» **Data to examine**
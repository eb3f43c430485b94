//! permtest CLI: two-group permutation tests and single-value summaries.

mod format;
mod logging;

use std::path::{Path, PathBuf};

use clap::{Parser, Subcommand};
use permtest_core::{Result, Summarizable};
use permtest_io::{read_numbers_path, read_numbers_paths};
use permtest_stats::descriptive::{summarize, Statistic};
use permtest_stats::PermutationTest;
use tracing::debug;

use crate::format::{format_general, format_shortest};

#[derive(Parser)]
#[command(name = "permtest")]
#[command(about = "Permutation test for a difference in group means")]
#[command(version)]
struct Cli {
    /// Only log warnings and errors
    #[arg(short, long, global = true)]
    quiet: bool,

    #[command(subcommand)]
    command: Commands,
}

#[derive(Subcommand)]
enum Commands {
    /// Probability that a random regrouping differs in mean at least as much
    /// as the two given groups
    Test {
        /// File holding the first group (whitespace-separated numbers)
        group_a: PathBuf,

        /// File holding the second group
        group_b: PathBuf,

        /// Number of iterations; 0 picks a budget from the pool size
        #[arg(short, long, env = "PERMTEST_ITER", default_value_t = 0)]
        iter: usize,

        /// Random seed for reproducible sampling
        #[arg(long, env = "PERMTEST_SEED")]
        seed: Option<u64>,

        /// Print effect size, trial counts, and mode after the p-value
        #[arg(short, long)]
        detail: bool,
    },

    /// Mean, median, or mode of numbers read from files or stdin
    Summary {
        /// Statistic to compute
        #[arg(short, long, default_value = "mean")]
        stat: Statistic,

        /// Input files; stdin when none are given
        files: Vec<PathBuf>,
    },
}

fn main() {
    let cli = Cli::parse();
    logging::init_logging(cli.quiet);

    let result = match cli.command {
        Commands::Test {
            group_a,
            group_b,
            iter,
            seed,
            detail,
        } => cmd_test(&group_a, &group_b, iter, seed, detail),
        Commands::Summary { stat, files } => cmd_summary(stat, &files),
    };

    if let Err(e) = result {
        eprintln!("Error: {e}");
        std::process::exit(1);
    }
}

fn cmd_test(
    group_a: &Path,
    group_b: &Path,
    iter: usize,
    seed: Option<u64>,
    detail: bool,
) -> Result<()> {
    let a = read_numbers_path(group_a)?;
    let b = read_numbers_path(group_b)?;
    debug!(len_a = a.len(), len_b = b.len(), "groups loaded");

    let mut test = PermutationTest::new().iterations(iter);
    if let Some(seed) = seed {
        test = test.seed(seed);
    }
    let result = test.run(&a, &b)?;

    println!("{}", format_general(result.p_value, 3));
    if detail {
        println!("{}", result.summary());
    }
    Ok(())
}

fn cmd_summary(stat: Statistic, files: &[PathBuf]) -> Result<()> {
    let data = read_numbers_paths(files)?;
    let value = summarize(&data, stat)?;
    println!("{}", format_shortest(value));
    Ok(())
}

» **Problem description**
Each line in the listing that contains "from" should be returned.

» **Exercise response**
        /// Number of iterations; 0 picks a budget from the pool size
    /// Mean, median, or mode of numbers read from files or stdin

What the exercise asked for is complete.